Book from the Sky
1987-1991
Medium: Mixed media installation/ hand-printed books and scrolls printed from blocks inscribed with ''false'' characters
This four-volume treatise, produced over four years, was made with thousands of meaningless characters that look like Chinese, each designed by the artist in a Song-style font that was standardized by artisans in the Ming dynasty. For the immersive installation, the artist hard-carved over four thousand moveable type printing blocks. The meticulous, exhaustive production process and the work’s format, arrayed like ancient Chinese classics, were such that audiences could not believe that these exquisite texts were completely illegible. The work simultaneously invites and denies the viewer’s desire to read the work.
As Xu Bing has noted, the false characters “seem to upset intellectuals,” inspiring doubt in received systems of knowledge. Many early viewers pored over the artwork, obsessively looking for real characters.
Square Word Calligraphy Classroom
1994-1996
Materials: Mixed media instaltion; instructional vidio, model books, copybooks, ink, brushes, brush stands, blackboard
The intention of this installation is to simulate a classroom-like settingm modeled on adult literacy classes, in a gallery or museum space. Desks are arranged with small containers of ink, brushes and a copybook with instructions on the basic principles of ''New English Calligraphy,'' a writing system invented and designed by the artist. A video titled ''Elementary Square Word Calligraphy Instruction,'' is played on a monitor in the exhibition space, capturing the audience's attention and inviting them to participate in the class. Once they are seated at the desks, the audience is instructed to take up their brushes and the lesson in New English Calligraphy begins.

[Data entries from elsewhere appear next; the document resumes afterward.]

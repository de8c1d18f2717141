//! TerminalRenderer: flushes a framebuffer to the terminal.
//!
//! Keeps the previous frame and rewrites only the cells that changed; a size
//! change forces a full redraw.

use std::io::{self, Write};

use anyhow::Result;
use crossterm::{
    cursor,
    style::{Attribute, Color, Print, ResetColor, SetAttribute, SetForegroundColor},
    terminal, QueueableCommand,
};

use crate::term::fb::{FrameBuffer, Glyph};

pub struct TerminalRenderer {
    stdout: io::Stdout,
    last: Option<FrameBuffer>,
}

impl TerminalRenderer {
    pub fn new() -> Self {
        Self {
            stdout: io::stdout(),
            last: None,
        }
    }

    pub fn enter(&mut self) -> Result<()> {
        terminal::enable_raw_mode()?;
        self.stdout.queue(terminal::EnterAlternateScreen)?;
        self.stdout.queue(cursor::Hide)?;
        self.stdout.flush()?;
        Ok(())
    }

    pub fn exit(&mut self) -> Result<()> {
        self.stdout.queue(ResetColor)?;
        self.stdout.queue(SetAttribute(Attribute::Reset))?;
        self.stdout.queue(cursor::Show)?;
        self.stdout.queue(terminal::LeaveAlternateScreen)?;
        self.stdout.flush()?;
        terminal::disable_raw_mode()?;
        Ok(())
    }

    pub fn draw(&mut self, fb: &FrameBuffer) -> Result<()> {
        let full = match &self.last {
            Some(prev) => prev.width() != fb.width() || prev.height() != fb.height(),
            None => true,
        };

        if full {
            self.stdout.queue(terminal::Clear(terminal::ClearType::All))?;
        }

        let mut style: Option<(Color, bool)> = None;
        let mut cursor_at: Option<(u16, u16)> = None;

        for y in 0..fb.height() {
            for x in 0..fb.width() {
                let glyph = fb.get(x, y).unwrap_or_default();
                if !full {
                    let prev = self
                        .last
                        .as_ref()
                        .and_then(|p| p.get(x, y))
                        .unwrap_or_default();
                    if prev == glyph {
                        continue;
                    }
                }

                if cursor_at != Some((x, y)) {
                    self.stdout.queue(cursor::MoveTo(x, y))?;
                }
                self.apply_style(&mut style, glyph)?;
                self.stdout.queue(Print(glyph.ch))?;
                cursor_at = Some((x + 1, y));
            }
        }

        self.stdout.queue(ResetColor)?;
        self.stdout.queue(SetAttribute(Attribute::Reset))?;
        self.stdout.flush()?;

        self.last = Some(fb.clone());
        Ok(())
    }

    fn apply_style(&mut self, current: &mut Option<(Color, bool)>, glyph: Glyph) -> Result<()> {
        let wanted = (glyph.fg, glyph.bold);
        if *current == Some(wanted) {
            return Ok(());
        }
        self.stdout.queue(SetAttribute(Attribute::Reset))?;
        self.stdout.queue(SetForegroundColor(glyph.fg))?;
        if glyph.bold {
            self.stdout.queue(SetAttribute(Attribute::Bold))?;
        }
        *current = Some(wanted);
        Ok(())
    }
}

impl Default for TerminalRenderer {
    fn default() -> Self {
        Self::new()
    }
}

Essentially, New English Calligraphy is a fusion of written English and written Chinese. The letters of an English word are slightly altered and arranged in a square word format so that the word takes on the ostensible form of a Chinese character, yet remains legible to the English reader. As people attempt to recognize and write these words, some of the thinking patterns that have been ingrained in them since they learned to read are challenged. It is the artists' belief that people must have their routine thinking attacked in this way. While undergoing this process of estrangement and re-familiarization with one's written language, the audience is reminded that the sensation of distance between other systems of language and one's own is largely self-induced.
The Foolish Old Man Who Tried to Remove the Mountain
2001
Medium: mixed media installation/ silkworm
Location: Eslite Gallery, Taipei, Taiwan
Body Outside of Body
Materials: printed post-its.
This work was created for an exhibition at the Ginza Graphic Gallery in Japan examining the dynamic changes taking place in the book industry in the countries that use Chinese characters in their language systems - Japan, Korea, and China. Xu's work focusses on the idea of language and digitalization. The title of the work is derived from a passage in the classic 15th century Chinese novel Journey to the West, in which the supernatural Monkey, Sun Wukong, does battle with a demon and finds himself losing. Using the magical method of ''shen wai shen'' (which in modern terms could roughly be translated as self-cloning) Monkey takes a strand of his own hair and puts it in his mouth, thereby releasing thousands of miniature replicas of himself that do battle with and defeat the demon.
Using Chinese, Japanese and Korean, respectively, to write out this passage from the tale, the artist displayed the three versions on separate panels mounted on the wall, with each character inscribed on its own small, square notebook. Audience members were invited to freely tear off sheets of characters, unexpectedly revealing underneath a word written in a different language. This random mixing resulted in a scrambling of languages within one narrative, like different texts jumbled together in a computer error, or the cacophony resulting from different languages being spoken at once. At other times the random mixing of words regained a kind of normalcy and coherence.
On the back of each sheet of paper was inscribed Xu Bing's personal website address: http://www.xubing.com. One implication of the work is the notion that through Internet technology one can attain something of the magical capacity for self-generation displayed in the story.
Cultural Negotiations
1992
Medium: mixed media installation/ books bound in traditional Chinese and in Western way, tables, chairs
An investigation of the cultural function and meaning of language, this installation combines 300 volumes each of books previously fabricated by Xu Bing. Dubbed ''problem books'' by the artist, these encompass the works Post Testament bound in classical Western style, and Book from the Sky bound in a traditional Chinese manner. While both sets of volumes appear to be traditional, in fact each is a contemporary text designed to be incomprehensible by the reader. The 600 volumes are piled on an enormous reading table measuring 56ft x 12ft, serving as fractured emblems of two cultured systems of knowledge. On the wall above the table is a large sign reading ''QUIET.'' The audience is invited to sit at the table and peruse the books. The contrast of the ordered public reading space, presided over by the warning of QUIET, with the chaos of the information-less books laid on the table in a scattered and turbulent fashion evokes strong cultural implications.